*** Block opens ***

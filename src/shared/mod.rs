pub mod constants;
pub mod test_helpers;
pub mod types;
pub mod validation;
use std::sync::Arc;

use axum::{
    routing::{delete, get, post},
    Router,
};

use crate::features::questions::handlers;
use crate::features::questions::services::QuestionService;

/// Create routes for the questions feature
pub fn routes(service: Arc<QuestionService>) -> Router {
    Router::new()
        .route(
            "/questions",
            get(handlers::list_questions).post(handlers::create_question),
        )
        .route("/questions/search", post(handlers::search_questions))
        .route("/questions/{question_id}", delete(handlers::delete_question))
        .route(
            "/categories/{category_id}/questions",
            get(handlers::list_questions_by_category),
        )
        .with_state(service)
}
use std::sync::Arc;

use axum::{routing::post, Router};

use crate::features::quizzes::handlers;
use crate::features::quizzes::services::QuizService;

/// Create routes for the quizzes feature
pub fn routes(service: Arc<QuizService>) -> Router {
    Router::new()
        .route("/quizzes", post(handlers::next_question))
        .with_state(service)
}

#[cfg(test)]
mod tests {
    use super::*;
    use crate::modules::store::memory::MemoryStore;
    use crate::shared::test_helpers::test_app;
    use axum::http::StatusCode;
    use axum_test::TestServer;
    use serde_json::{json, Value};

    fn science_and_art() -> Arc<MemoryStore> {
        let store = Arc::new(MemoryStore::with_categories(&["Science", "Art"]));
        store.add_question("What is H2O?", "Water", 1, 1);
        store.add_question("Who painted Guernica?", "Picasso", 2, 2);
        store.add_question("What is the speed of light?", "299792458 m/s", 1, 4);
        store.add_question("Which museum houses the Mona Lisa?", "The Louvre", 2, 1);
        store
    }

    fn server(store: Arc<MemoryStore>) -> TestServer {
        let service = Arc::new(QuizService::new(store));
        TestServer::new(test_app(routes(service))).unwrap()
    }

    #[tokio::test]
    async fn test_quiz_question_matches_category() {
        let server = server(science_and_art());

        for _ in 0..10 {
            let response = server
                .post("/quizzes")
                .json(&json!({"previous_questions": [], "quiz_category": {"id": 1}}))
                .await;

            response.assert_status_ok();
            let body = response.json::<Value>();
            assert_eq!(body["success"], true);
            assert_eq!(body["question"]["category"], "1");
        }
    }

    #[tokio::test]
    async fn test_quiz_never_repeats_previous_questions() {
        let server = server(science_and_art());
        let mut asked: Vec<i64> = Vec::new();

        for _ in 0..4 {
            let body = server
                .post("/quizzes")
                .json(&json!({"previous_questions": &asked, "quiz_category": {"id": 0}}))
                .await
                .json::<Value>();

            let id = body["question"]["id"].as_i64().unwrap();
            assert!(!asked.contains(&id));
            asked.push(id);
        }

        let exhausted = server
            .post("/quizzes")
            .json(&json!({"previous_questions": &asked, "quiz_category": {"id": 0}}))
            .await;

        exhausted.assert_status_ok();
        assert_eq!(
            exhausted.json::<Value>(),
            json!({"success": true, "question": null})
        );
    }

    #[tokio::test]
    async fn test_quiz_category_above_max_is_not_found() {
        let response = server(science_and_art())
            .post("/quizzes")
            .json(&json!({"previous_questions": [], "quiz_category": {"id": 3}}))
            .await;

        response.assert_status_not_found();
        assert_eq!(response.json::<Value>()["error"], 404);
    }

    #[tokio::test]
    async fn test_quiz_category_below_min_is_not_found() {
        let response = server(science_and_art())
            .post("/quizzes")
            .json(&json!({"previous_questions": [], "quiz_category": {"id": -2}}))
            .await;

        response.assert_status_not_found();
    }

    #[tokio::test]
    async fn test_quiz_missing_keys_is_bad_request() {
        let server = server(science_and_art());

        let response = server
            .post("/quizzes")
            .json(&json!({"quiz_category": {"id": 1}}))
            .await;
        response.assert_status_bad_request();
        assert_eq!(
            response.json::<Value>()["errors"],
            json!(["previous_questions is required"])
        );

        let response = server
            .post("/quizzes")
            .json(&json!({"previous_questions": [], "quiz_category": {}}))
            .await;
        response.assert_status_bad_request();
        assert_eq!(
            response.json::<Value>()["errors"],
            json!(["quiz_category.id is required"])
        );
    }

    #[tokio::test]
    async fn test_quiz_store_failure_is_internal_error() {
        let store = science_and_art();
        store.set_failing(true);
        let response = server(store)
            .post("/quizzes")
            .json(&json!({"previous_questions": [], "quiz_category": {"id": 0}}))
            .await;

        response.assert_status(StatusCode::INTERNAL_SERVER_ERROR);
    }
}
use serde::{Deserialize, Serialize};
use utoipa::{IntoParams, ToSchema};

/// Body returned by operations that only report success
#[derive(Debug, Serialize, Deserialize, ToSchema)]
pub struct SuccessResponse {
    pub success: bool,
}

impl SuccessResponse {
    pub fn ok() -> Self {
        Self { success: true }
    }
}

/// Uniform error body: `{success: false, error: <status>, message: <text>}`
#[derive(Debug, Serialize, Deserialize, ToSchema)]
pub struct ErrorResponse {
    pub success: bool,
    pub error: u16,
    pub message: String,
    /// Offending fields for a rejected request body
    #[serde(skip_serializing_if = "Option::is_none")]
    pub errors: Option<Vec<String>>,
}

// =============================================================================
// PAGINATION
// =============================================================================

/// Query parameters for the paginated question listing.
///
/// `page` is parsed leniently: a missing or non-numeric value means page 1.
#[derive(Debug, Clone, Default, Deserialize, IntoParams)]
#[into_params(parameter_in = Query)]
pub struct PageQuery {
    /// Page number (1-indexed, default: 1)
    #[param(value_type = Option<i64>, minimum = 1)]
    pub page: Option<String>,
}

impl PageQuery {
    pub fn page(&self) -> i64 {
        self.page
            .as_deref()
            .and_then(|p| p.trim().parse::<i64>().ok())
            .unwrap_or(1)
    }
}

/// Slice out the window `[(page-1)*per_page, page*per_page)`.
///
/// Pages below 1 and pages past the end yield an empty window.
pub fn paginate<T>(items: Vec<T>, page: i64, per_page: usize) -> Vec<T> {
    let start = usize::try_from(page - 1)
        .ok()
        .and_then(|p| p.checked_mul(per_page));

    match start {
        Some(start) => items.into_iter().skip(start).take(per_page).collect(),
        None => Vec::new(),
    }
}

*** Block closes ***

:: What you need to do ::
Within the data above, the span starting at the line containing "TestServer::new(test_app(routes(service))).unwrap()" and ending at the line containing "for _ in 0..4" is to be retyped exactly, with no other lines.

:: Solution to this task ::
        TestServer::new(test_app(routes(service))).unwrap()
    }

    #[tokio::test]
    async fn test_quiz_question_matches_category() {
        let server = server(science_and_art());

        for _ in 0..10 {
            let response = server
                .post("/quizzes")
                .json(&json!({"previous_questions": [], "quiz_category": {"id": 1}}))
                .await;

            response.assert_status_ok();
            let body = response.json::<Value>();
            assert_eq!(body["success"], true);
            assert_eq!(body["question"]["category"], "1");
        }
    }

    #[tokio::test]
    async fn test_quiz_never_repeats_previous_questions() {
        let server = server(science_and_art());
        let mut asked: Vec<i64> = Vec::new();

        for _ in 0..4 {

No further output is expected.